(Note: this post follows my earlier and unsuccessful attempt to do the math testing whether the World Trade Centers collapsed at near free-fall rates just because of the force of the collapsing upper stories - as opposed to controlled demolition. John C. started emailing me his much better work on this. I'm basically just being a stenographer - someone could probably hold my hand and guide me through the math, but I prefer to just get this out on the Internet for anyone's use.)
John's first email analysis:
Some assumptions that are implicit to the analysis that I did and the effects of those assumptions are as follow:
- The analysis assumes that there is no material deformation of the structure. At first glance this would appear to be enough to cause my method to be invalid (after all there is a fair amount of material deformation), but I thought about it and if material deformation does take place then the analysis is invalid but the structure has already started to fail so I don't think it is that much of a restriction.
- The analysis assumes that the impact will be evenly distributed over the surface which it probably will not be. This would act to increase the dynamic stress.
- The analysis ignores the elastic compression in the tower. Since the height was so large this would probably be significant. By ignoring it the analysis that I have done here is conservative.
- I assumed that the steel structure was the same above the impact as it was at the impact. This is probably not the case (the supports were tapered) and again this would make our estimate conservative.
- I have also ignored the deformation and heat problems due to the jet striking the building. This would be very significant in the first floor or two but would be less significant as we go further down in the building.
- I should also note that after the first floor or two my analysis again goes out the window. First, you no longer have a solid (or even semi solid) object causing the impact but something like a wave of rubble. Also, as each floor falls you start to pick up kinetic energy. If the floor fails then it did not absorb all the potential energy. This leftover energy will be in the form of kinetic and at the next level you get potential and kinetic. I ignored the kinetic. What the net result of these two factors would be I haven't a clue, but I suspect that the kinetic energy would be such that it would eventually dominate the equation. Thus my analysis could show how it would start and then it is driven by the extra kinetic energy picked up as each floor collapsed.
As I said in my previous e-mail I guessed at a lot of values and came up with a crude estimate of 40 times the static load (actually it was 36). While this is a far cry from my initial guess of 2,000 (what is a factor of 50 between friends) It is still very significant.
However I wanted a better estimate and thus I went into it a little more this morning and it turns out that a lot of my assumptions (i.e. the area of steel, the height of each floor) don't matter. The important assumption is how much each floor weighs and I assumed that it was 1.5 times the weight of the steel. For the weight of the steel I used the density of steel x area of steel x height of the floor. If you don't like my 1.5 factor you can easily replace it with one of your own.

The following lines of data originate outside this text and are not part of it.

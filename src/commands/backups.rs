use crate::backup::SnapshotInfo;
use crate::commands::Out;
use crate::{Config, Result};
use anyhow::Context;

/// Lists the snapshots in the backups directory, oldest first.
pub fn backups(config: &Config) -> Result<Out<Vec<SnapshotInfo>>> {
    let snapshots = config
        .backup()
        .list()
        .context("Unable to list the snapshots")?;

    let mut message = format!(
        "{} snapshot(s) in {}",
        snapshots.len(),
        config.backups().display()
    );
    for info in &snapshots {
        match &info.manifest {
            Some(manifest) => message.push_str(&format!(
                "\n{}  {} record(s)  {} bytes  {}",
                info.name,
                manifest.records,
                manifest.bytes,
                manifest.created_at.format("%Y-%m-%d %H:%M:%S UTC")
            )),
            None => message.push_str(&format!("\n{}  (no manifest)", info.name)),
        }
    }
    Ok(Out::new(message, snapshots))
}
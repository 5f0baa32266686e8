use crate::args::ListArgs;
use crate::commands::Out;
use crate::model::Transaction;
use crate::{Config, Result};
use anyhow::Context;
use chrono::NaiveDate;
use serde::Serialize;

/// The transactions returned by `ledger list`.
#[derive(Debug, Clone, Serialize)]
pub struct Listing {
    pub transactions: Vec<Transaction>,
}

/// Lists the transactions dated from `--from` through `--to`. A missing bound is open. Both
/// bounds use the same date format as `ledger add`.
pub fn list(config: &Config, args: &ListArgs) -> Result<Out<Listing>> {
    let start = parse_bound(config, args.start())?.unwrap_or(NaiveDate::MIN);
    let end = parse_bound(config, args.end())?.unwrap_or(NaiveDate::MAX);
    let transactions = config
        .store()
        .query_by_date_range(start, end)
        .context("Unable to load the ledger")?;

    let mut message = format!("{} transaction(s)", transactions.len());
    for t in &transactions {
        message.push_str(&format!(
            "\n{}  {:>14}  {}",
            t.date(),
            t.amount().to_money_string(),
            t.category()
        ));
        if let Some(description) = t.description() {
            message.push_str(&format!("  {description}"));
        }
    }
    Ok(Out::new(message, Listing { transactions }))
}

fn parse_bound(config: &Config, value: Option<&str>) -> Result<Option<NaiveDate>> {
    value
        .map(|v| {
            NaiveDate::parse_from_str(v.trim(), config.date_format()).with_context(|| {
                format!(
                    "Invalid date '{v}', expected the format '{}'",
                    config.date_format()
                )
            })
        })
        .transpose()
}
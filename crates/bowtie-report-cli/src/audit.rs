// crates/bowtie-report-cli/src/audit.rs
// ============================================================================
// Module: Ingest Audit Logging
// Description: Structured audit events for report ingestion.
// Purpose: Emit JSON-lines ingest events without hard dependencies.
// Dependencies: bowtie-report-config, bowtie-report-core, serde, serde_json
// ============================================================================

//! ## Overview
//! Every ingest emits `ingest_started`, one `record_malformed` per skipped
//! record, and then either `ingest_completed` or `ingest_failed`. Events are
//! serialized as single JSON lines and routed through an [`AuditSink`]
//! chosen from the `[audit]` configuration section.

// ============================================================================
// SECTION: Imports
// ============================================================================

use std::fs::OpenOptions;
use std::io;
use std::io::Write;
use std::path::Path;
use std::sync::Mutex;
use std::time::SystemTime;
use std::time::UNIX_EPOCH;

use bowtie_report_config::AuditConfig;
use bowtie_report_core::BuildError;
use bowtie_report_core::IngestOutcome;
use bowtie_report_core::MalformedRecord;
use serde::Serialize;

// ============================================================================
// SECTION: Types
// ============================================================================

/// Ingest audit event payload.
#[derive(Debug, Clone, PartialEq, Eq, Serialize)]
pub struct AuditEvent {
    /// Event identifier.
    pub event: &'static str,
    /// Event timestamp (milliseconds since epoch).
    pub timestamp_ms: u128,
    /// Input label (`-` for stdin).
    pub source: String,
    /// Event-specific fields.
    #[serde(flatten)]
    pub detail: AuditDetail,
}

/// Event-specific audit fields.
#[derive(Debug, Clone, PartialEq, Eq, Serialize)]
#[serde(untagged)]
pub enum AuditDetail {
    /// Ingest began.
    Started {
        /// Command that requested the ingest.
        command: &'static str,
        /// Input size in bytes.
        input_bytes: usize,
    },
    /// A record was skipped.
    Malformed {
        /// 1-based line number.
        line: u64,
        /// Decode failure description.
        reason: String,
    },
    /// Ingest produced a report.
    Completed {
        /// Non-blank records seen.
        records: u64,
        /// Records skipped as malformed.
        malformed: usize,
        /// Declared cases.
        cases: usize,
        /// Declared implementations.
        implementations: usize,
        /// Whether the completion marker was seen.
        complete: bool,
        /// Whether the run stopped early.
        did_fail_fast: Option<bool>,
    },
    /// Ingest aborted on a structural violation.
    Failed {
        /// 1-based line number.
        line: u64,
        /// Case sequence number when the error names one.
        seq: Option<u64>,
        /// Implementation when the error names one.
        implementation: Option<String>,
        /// Error description.
        error: String,
    },
}

impl AuditEvent {
    /// Builds an `ingest_started` event.
    #[must_use]
    pub fn ingest_started(source: &str, command: &'static str, input_bytes: usize) -> Self {
        Self::new(
            "ingest_started",
            source,
            AuditDetail::Started {
                command,
                input_bytes,
            },
        )
    }

    /// Builds a `record_malformed` event.
    #[must_use]
    pub fn record_malformed(source: &str, record: &MalformedRecord) -> Self {
        Self::new(
            "record_malformed",
            source,
            AuditDetail::Malformed {
                line: record.position.line(),
                reason: record.reason.to_string(),
            },
        )
    }

    /// Builds an `ingest_completed` event.
    #[must_use]
    pub fn ingest_completed(source: &str, outcome: &IngestOutcome) -> Self {
        let report = &outcome.report;
        Self::new(
            "ingest_completed",
            source,
            AuditDetail::Completed {
                records: outcome.records,
                malformed: outcome.malformed_count(),
                cases: report.cases().len(),
                implementations: report.implementations().len(),
                complete: report.is_complete(),
                did_fail_fast: report.completion().map(|completion| completion.did_fail_fast),
            },
        )
    }

    /// Builds an `ingest_failed` event.
    #[must_use]
    pub fn ingest_failed(source: &str, error: &BuildError) -> Self {
        Self::new(
            "ingest_failed",
            source,
            AuditDetail::Failed {
                line: error.position().line(),
                seq: error.seq(),
                implementation: error.implementation().map(ToString::to_string),
                error: error.to_string(),
            },
        )
    }

    /// Stamps a new event with the current time.
    fn new(event: &'static str, source: &str, detail: AuditDetail) -> Self {
        Self {
            event,
            timestamp_ms: now_ms(),
            source: source.to_string(),
            detail,
        }
    }
}

/// Returns milliseconds since the Unix epoch, or zero before it.
fn now_ms() -> u128 {
    SystemTime::now().duration_since(UNIX_EPOCH).map_or(0, |elapsed| elapsed.as_millis())
}

// ============================================================================
// SECTION: Trait
// ============================================================================

/// Audit sink for ingest events.
pub trait AuditSink: Send + Sync {
    /// Record an audit event.
    fn record(&self, event: &AuditEvent);
}

/// Audit sink that logs JSON lines to stderr.
pub struct StderrAuditSink;

impl AuditSink for StderrAuditSink {
    fn record(&self, event: &AuditEvent) {
        if let Ok(payload) = serde_json::to_string(event) {
            let _ = writeln!(std::io::stderr(), "{payload}");
        }
    }
}

/// Audit sink that logs JSON lines to a file.
pub struct FileAuditSink {
    /// File handle used for append-only logging.
    file: Mutex<std::fs::File>,
}

impl FileAuditSink {
    /// Opens the audit log file in append mode.
    ///
    /// # Errors
    ///
    /// Returns an error if the file cannot be opened.
    pub fn new(path: &Path) -> io::Result<Self> {
        let file = OpenOptions::new().create(true).append(true).open(path)?;
        Ok(Self {
            file: Mutex::new(file),
        })
    }
}

impl AuditSink for FileAuditSink {
    fn record(&self, event: &AuditEvent) {
        if let Ok(payload) = serde_json::to_string(event)
            && let Ok(mut file) = self.file.lock()
        {
            let _ = writeln!(file, "{payload}");
            let _ = file.flush();
        }
    }
}

/// No-op audit sink.
pub struct NoopAuditSink;

impl AuditSink for NoopAuditSink {
    fn record(&self, _event: &AuditEvent) {}
}

// ============================================================================
// SECTION: Selection
// ============================================================================

/// Builds the sink described by the audit configuration.
///
/// # Errors
///
/// Returns an error when the configured log file cannot be opened.
pub fn sink_from_config(config: &AuditConfig) -> io::Result<Box<dyn AuditSink>> {
    if !config.enabled {
        return Ok(Box::new(NoopAuditSink));
    }
    match &config.path {
        Some(path) => Ok(Box::new(FileAuditSink::new(path)?)),
        None => Ok(Box::new(StderrAuditSink)),
    }
}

I find it hard to talk about math in an e-mail so I am attaching some scans of my work. If this is going to be put on the net you should probably go over it fairly well to check my assumptions, my equation manipulation and calculations (Editorial note: John is giving me way too much credit). My final answer is 32. Thus the dynamic load is 32 times the static load. I don't know about the WTC but for most structures a safety factor of 2 or 4 is used. I heard Dr. Thomas Eagar give a guess of a safety factor of 5. So my analysis is still 6 times this!!!

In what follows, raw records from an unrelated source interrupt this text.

// crates/bowtie-report-core/src/tests.rs
// ============================================================================
// Module: Bowtie Report Core Unit Tests
// Description: Crate-internal tests for result storage and report assembly.
// Purpose: Exercise crate-private constructors without going through records.
// Dependencies: bowtie-report-core
// ============================================================================

//! ## Overview
//! Unit tests that need crate-private constructors. Stream-level behavior is
//! covered by the integration tests under `tests/`.

// ============================================================================
// SECTION: Lint Configuration
// ============================================================================

#![allow(
    clippy::panic,
    clippy::print_stdout,
    clippy::print_stderr,
    clippy::unwrap_used,
    clippy::expect_used,
    clippy::use_debug,
    clippy::dbg_macro,
    clippy::panic_in_result_fn,
    clippy::unwrap_in_result,
    reason = "Test-only output and panic-based assertions are permitted."
)]

use std::borrow::Cow;

use serde_json::json;

use crate::core::Case;
use crate::core::CaseBody;
use crate::core::CaseError;
use crate::core::CaseResult;
use crate::core::CaseSeq;
use crate::core::Implementation;
use crate::core::ImplementationId;
use crate::core::ImplementationMetadata;
use crate::core::ImplementationResults;
use crate::core::Report;
use crate::core::RunInfo;
use crate::core::Test;
use crate::runtime::case_results;
use crate::runtime::stats_for;

fn case(seq: u64, tests: usize) -> Case {
    Case::from_body(
        CaseSeq::new(seq),
        CaseBody {
            description: format!("case {seq}"),
            comment: None,
            schema: json!({}),
            registry: None,
            tests: (0 .. tests)
                .map(|index| Test {
                    description: format!("test {index}"),
                    comment: None,
                    instance: json!(index),
                    valid: Some(true),
                })
                .collect(),
        },
    )
}

fn metadata() -> ImplementationMetadata {
    serde_json::from_value(json!({"name": "validator", "language": "rust"})).unwrap()
}

fn implementation(results: ImplementationResults) -> Implementation {
    Implementation {
        id: ImplementationId::new("rust-validator"),
        metadata: metadata(),
        results,
    }
}

#[test]
fn terminal_error_message_flows_into_default_fill() {
    let mut results = ImplementationResults::default();
    results.insert_error(
        CaseSeq::new(0),
        CaseError {
            caught: true,
            message: Some("schema failed to load".to_string()),
            context: Some(json!({"message": "schema failed to load"})),
        },
    );
    let implementation = implementation(results);
    let filled = case_results(&implementation, &case(0, 3));

    assert!(matches!(filled, Cow::Owned(_)));
    assert_eq!(filled.len(), 3);
    for result in filled.iter() {
        assert_eq!(
            result,
            &CaseResult::Errored {
                message: Some("schema failed to load".to_string()),
            }
        );
    }
    assert!(implementation.results.covers(CaseSeq::new(0)));
    assert_eq!(implementation.results.reported_cases(), 0);
}

#[test]
fn reported_results_are_borrowed_not_copied() {
    let mut results = ImplementationResults::default();
    results.insert_results(
        CaseSeq::new(0),
        vec![
            CaseResult::from_verdict(true, Some(true)),
        ],
    );
    let implementation = implementation(results);
    let filled = case_results(&implementation, &case(0, 1));
    assert!(matches!(filled, Cow::Borrowed(_)));
}

#[test]
fn stats_identity_holds_for_hand_built_report() {
    let mut results = ImplementationResults::default();
    results.insert_results(
        CaseSeq::new(1),
        vec![
            CaseResult::from_verdict(false, Some(true)),
            CaseResult::errored(),
        ],
    );
    let implementation = implementation(results);
    let report = Report::new(
        RunInfo::default(),
        vec![case(0, 1), case(1, 2), case(2, 4)],
        vec![implementation],
        None,
    );
    let stats = stats_for(&report, &report.implementations()[0]);

    assert_eq!(stats.errored_cases + stats.reported_cases, 3);
    assert_eq!(stats.errored_cases, 2);
    assert_eq!(stats.unsuccessful_tests, 1);
    assert_eq!(stats.errored_tests, 1);
    assert_eq!(stats.failed_tests(), 2);
    assert!(!report.is_complete());
    assert_eq!(report.test_count(), 7);
}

I will note that I am a mechanical engineer, not a civil one and someone with an advanced degree in structural mechanics could probably pick some holes in my analysis, but with the stipulations above I believe it is pretty sound.

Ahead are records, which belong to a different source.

// ============================================================================
// SECTION: Constants
// ============================================================================

/// Default configuration filename when no path is specified.
const DEFAULT_CONFIG_NAME: &str = "bowtie-report.toml";
/// Environment variable naming the configuration file.
pub const CONFIG_ENV_VAR: &str = "BOWTIE_REPORT_CONFIG";
/// Maximum configuration file size in bytes.
pub(crate) const MAX_CONFIG_FILE_SIZE: usize = 1024 * 1024;
/// Maximum length of a single path component.
pub(crate) const MAX_PATH_COMPONENT_LENGTH: usize = 255;
/// Maximum length of a full path.
pub(crate) const MAX_TOTAL_PATH_LENGTH: usize = 4096;
/// Smallest accepted per-record limit.
pub(crate) const MIN_RECORD_BYTES: usize = 1024;
/// Largest accepted per-record limit.
pub(crate) const MAX_RECORD_BYTES: usize = 256 * 1024 * 1024;
/// Default whole-input limit.
pub(crate) const DEFAULT_MAX_INPUT_BYTES: u64 = 512 * 1024 * 1024;
/// Largest accepted whole-input limit.
pub(crate) const MAX_INPUT_BYTES: u64 = 4 * 1024 * 1024 * 1024;
/// Maximum number of configured dialects.
pub(crate) const MAX_DIALECTS: usize = 64;
/// Maximum length of a dialect identifier.
pub(crate) const MAX_DIALECT_ID_LENGTH: usize = 64;
/// Maximum length of a dialect URI or display name.
pub(crate) const MAX_DIALECT_TEXT_LENGTH: usize = 512;

// ============================================================================
// SECTION: Config Model
// ============================================================================

/// Top-level report tooling configuration.
#[derive(Debug, Clone, Default, Deserialize)]
pub struct BowtieReportConfig {
    /// Badge endpoint and site configuration.
    #[serde(default)]
    pub badges: BadgeConfig,
    /// Record ingestion limits.
    #[serde(default)]
    pub ingest: IngestConfig,
    /// Audit logging configuration.
    #[serde(default)]
    pub audit: AuditConfig,
    /// Additional dialect catalog entries.
    #[serde(default)]
    pub dialects: Vec<DialectConfig>,
    /// File the configuration was read from; `None` for built-in defaults.
    #[serde(skip)]
    pub source_path: Option<PathBuf>,
}

impl BowtieReportConfig {
    /// Loads configuration from disk using the default resolution rules.
    ///
    /// # Errors
    ///
    /// Returns [`ConfigError`] when loading or validation fails.
    pub fn load(path: Option<&Path>) -> Result<Self, ConfigError> {
        let (resolved, origin) = resolve_path(path)?;
        validate_path(&resolved)?;
        let bytes = match fs::read(&resolved) {
            Ok(bytes) => bytes,
            Err(err) if err.kind() == ErrorKind::NotFound && origin == PathOrigin::Default => {
                let config = Self::default();
                config.validate()?;
                return Ok(config);
            }
            Err(err) => return Err(ConfigError::Io(format!("{}: {err}", resolved.display()))),
        };
        if bytes.len() > MAX_CONFIG_FILE_SIZE {
            return Err(ConfigError::Invalid("config file exceeds size limit".to_string()));
        }
        let content = std::str::from_utf8(&bytes)
            .map_err(|_| ConfigError::Invalid("config file must be utf-8".to_string()))?;
        let mut config = Self::from_toml_str(content)?;
        config.source_path = Some(resolved);
        Ok(config)
    }

    /// Parses and validates configuration text.
    ///
    /// # Errors
    ///
    /// Returns [`ConfigError`] when parsing or validation fails.
    pub fn from_toml_str(content: &str) -> Result<Self, ConfigError> {
        let config: Self =
            toml::from_str(content).map_err(|err| ConfigError::Parse(err.to_string()))?;
        config.validate()?;
        Ok(config)
    }

    /// Validates the configuration for internal consistency.
    ///
    /// # Errors
    ///
    /// Returns [`ConfigError`] when configuration is invalid.
    pub fn validate(&self) -> Result<(), ConfigError> {
        self.badges.validate()?;
        self.ingest.validate()?;
        self.audit.validate()?;
        if self.dialects.len() > MAX_DIALECTS {
            return Err(ConfigError::Invalid(format!(
                "dialects exceeds max entries ({MAX_DIALECTS})"
            )));
        }
        self.dialect_catalog().map(|_| ())
    }

    /// Returns the built-in dialect catalog extended with configured entries.
    ///
    /// # Errors
    ///
    /// Returns [`ConfigError`] when an entry is invalid or collides with another.
    pub fn dialect_catalog(&self) -> Result<DialectCatalog, ConfigError> {
        let extra =
            self.dialects.iter().map(DialectConfig::to_dialect).collect::<Result<Vec<_>, _>>()?;
        DialectCatalog::builtin()
            .extended(extra)
            .map_err(|err| ConfigError::Invalid(format!("dialects: {err}")))
    }

    /// Returns the configured badge site.
    ///
    /// # Errors
    ///
    /// Returns [`ConfigError`] when the badge URLs are invalid.
    pub fn badge_site(&self) -> Result<BadgeSite, ConfigError> {
        BadgeSite::parse(&self.badges.endpoint, &self.badges.site)
            .map_err(|err| ConfigError::Invalid(format!("badges: {err}")))
    }

    /// Returns the parser limits implied by the ingest section.
    #[must_use]
    pub const fn parser_limits(&self) -> ParserLimits {
        ParserLimits {
            max_record_bytes: self.ingest.max_record_bytes,
        }
    }
}

// ============================================================================
// SECTION: Badges
// ============================================================================

/// Badge endpoint and site configuration.
#[derive(Debug, Clone, PartialEq, Eq, Deserialize)]
pub struct BadgeConfig {
    /// Endpoint rendering badge descriptors.
    #[serde(default = "default_badge_endpoint")]
    pub endpoint: String,
    /// Site hosting badge descriptors; must end in `/`.
    #[serde(default = "default_badge_site")]
    pub site: String,
}

impl Default for BadgeConfig {
    fn default() -> Self {
        Self {
            endpoint: default_badge_endpoint(),
            site: default_badge_site(),
        }
    }
}

impl BadgeConfig {
    /// Validates badge URLs.
    fn validate(&self) -> Result<(), ConfigError> {
        validate_https_url("badges.endpoint", &self.endpoint)?;
        let site = validate_https_url("badges.site", &self.site)?;
        if !site.path().ends_with('/') {
            return Err(ConfigError::Invalid("badges.site must end with '/'".to_string()));
        }
        if site.query().is_some() || site.fragment().is_some() {
            return Err(ConfigError::Invalid(
                "badges.site must not carry a query or fragment".to_string(),
            ));
        }
        Ok(())
    }
}

// ============================================================================
// SECTION: Ingest
// ============================================================================

/// Record ingestion limits.
#[derive(Debug, Clone, PartialEq, Eq, Deserialize)]
pub struct IngestConfig {
    /// Maximum size of one record in bytes.
    #[serde(default = "default_max_record_bytes")]
    pub max_record_bytes: usize,
    /// Maximum size of a whole input stream in bytes.
    #[serde(default = "default_max_input_bytes")]
    pub max_input_bytes: u64,
    /// Malformed records tolerated before ingestion is treated as failed.
    #[serde(default)]
    pub max_malformed_records: Option<u64>,
}

impl Default for IngestConfig {
    fn default() -> Self {
        Self {
            max_record_bytes: default_max_record_bytes(),
            max_input_bytes: default_max_input_bytes(),
            max_malformed_records: None,
        }
    }
}

impl IngestConfig {
    /// Validates ingestion limits.
    fn validate(&self) -> Result<(), ConfigError> {
        if !(MIN_RECORD_BYTES ..= MAX_RECORD_BYTES).contains(&self.max_record_bytes) {
            return Err(ConfigError::Invalid(format!(
                "ingest.max_record_bytes must be between {MIN_RECORD_BYTES} and \
                 {MAX_RECORD_BYTES}"
            )));
        }
        if self.max_input_bytes == 0 || self.max_input_bytes > MAX_INPUT_BYTES {
            return Err(ConfigError::Invalid(format!(
                "ingest.max_input_bytes must be between 1 and {MAX_INPUT_BYTES}"
            )));
        }
        let record_bytes = u64::try_from(self.max_record_bytes).unwrap_or(u64::MAX);
        if self.max_input_bytes < record_bytes {
            return Err(ConfigError::Invalid(
                "ingest.max_input_bytes must be at least ingest.max_record_bytes".to_string(),
            ));
        }
        Ok(())
    }

    /// Returns true when `malformed` records exceed the configured budget.
    #[must_use]
    pub fn malformed_budget_exceeded(&self, malformed: u64) -> bool {
        self.max_malformed_records.is_some_and(|budget| malformed > budget)
    }
}

// ============================================================================
// SECTION: Audit
// ============================================================================

/// Audit logging configuration.
#[derive(Debug, Clone, Default, PartialEq, Eq, Deserialize)]
pub struct AuditConfig {
    /// Emit audit events.
    #[serde(default)]
    pub enabled: bool,
    /// Append audit events to this file instead of stderr.
    #[serde(default)]
    pub path: Option<PathBuf>,
}

impl AuditConfig {
    /// Validates audit configuration.
    fn validate(&self) -> Result<(), ConfigError> {
        if let Some(path) = &self.path {
            validate_path_string("audit.path", &path.to_string_lossy())?;
        }
        Ok(())
    }
}

// ============================================================================
// SECTION: Dialects
// ============================================================================

/// Additional dialect catalog entry.
#[derive(Debug, Clone, PartialEq, Eq, Deserialize)]
pub struct DialectConfig {
    /// Short identifier used in badge paths.
    pub id: String,
    /// Canonical meta-schema URI.
    pub uri: String,
    /// Display name.
    pub pretty_name: String,
    /// First publication date as `YYYY-MM-DD`.
    pub first_publication_date: String,
}

impl DialectConfig {
    /// Validates the entry and converts it to a catalog dialect.
    ///
    /// # Errors
    ///
    /// Returns [`ConfigError::Invalid`] when a field is empty, oversized, or malformed.
    pub fn to_dialect(&self) -> Result<Dialect, ConfigError> {
        let id = self.id.trim();
        if id.is_empty() || id.len() > MAX_DIALECT_ID_LENGTH {
            return Err(ConfigError::Invalid(format!(
                "dialects.id must be 1..={MAX_DIALECT_ID_LENGTH} characters"
            )));
        }
        if !id.chars().all(|ch| ch.is_ascii_alphanumeric() || matches!(ch, '-' | '_' | '.')) {
            return Err(ConfigError::Invalid(format!(
                "dialects.id {id} must use ascii letters, digits, '-', '_' or '.'"
            )));
        }
        if self.uri.len() > MAX_DIALECT_TEXT_LENGTH {
            return Err(ConfigError::Invalid(format!("dialects.uri for {id} exceeds max length")));
        }
        Url::parse(&self.uri)
            .map_err(|err| ConfigError::Invalid(format!("dialects.uri for {id}: {err}")))?;
        let pretty_name = self.pretty_name.trim();
        if pretty_name.is_empty() || pretty_name.len() > MAX_DIALECT_TEXT_LENGTH {
            return Err(ConfigError::Invalid(format!(
                "dialects.pretty_name for {id} must be non-empty and at most \
                 {MAX_DIALECT_TEXT_LENGTH} bytes"
            )));
        }
        let date = parse_date(&self.first_publication_date).ok_or_else(|| {
            ConfigError::Invalid(format!(
                "dialects.first_publication_date for {id} must be YYYY-MM-DD"
            ))
        })?;
        Ok(Dialect::new(DialectId::new(id), self.uri.clone(), pretty_name, date))
    }
}

// ============================================================================
// SECTION: Errors
// ============================================================================

/// Configuration loading or validation errors.
#[derive(Debug, Error)]
pub enum ConfigError {
    /// I/O failure while reading configuration.
    #[error("config io error: {0}")]
    Io(String),
    /// TOML parsing error.
    #[error("config parse error: {0}")]
    Parse(String),
    /// Invalid configuration data.
    #[error("invalid config: {0}")]
    Invalid(String),
}

// ============================================================================
// SECTION: Helpers
// ============================================================================

/// Where the configuration path came from.
#[derive(Debug, Clone, Copy, PartialEq, Eq)]
enum PathOrigin {
    /// Passed by the caller.
    Explicit,
    /// Read from the environment.
    Environment,
    /// Default filename.
    Default,
}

PS I will probably be sending you e-mails with little comments on them as I think of things. For example I ignored the structural aspects of the building. For example there are areas on the floor that are designed to take only the load of the floor so even a static load of 10 times the expected load would cause failure - let alone the dynamic load!!!
John's second email:
I was going over my calculations trying to get better estimates and I realized a couple of things.
1) My h is too small (I used 3 meters but a better guess would probably be 3.7.
2) I underestimated my floor weight. I have a couple of references that say that each floor was about 4,500 t. I have no idea how they come up with this figure - it seems too high to me but the people who give it probably know more than me.
Anyway, I was looking for references and I came across this one. You have probably already read it but I found it interesting:
They used a similar approach to what I did (except they seem to have rolled up E, A and L into a single constant - probably a good idea which would save you integrating but I didn't have all the information to allow me to do it). However what I found interesting was their first estimate was a ration of dynamic load to static load of 31!!! So I think my rough value of 31.5 is actually pretty good (even though I have errors in my analysis it would appear that my errors cancelled out). In engineering sometimes it pays to be lucky instead of smart!!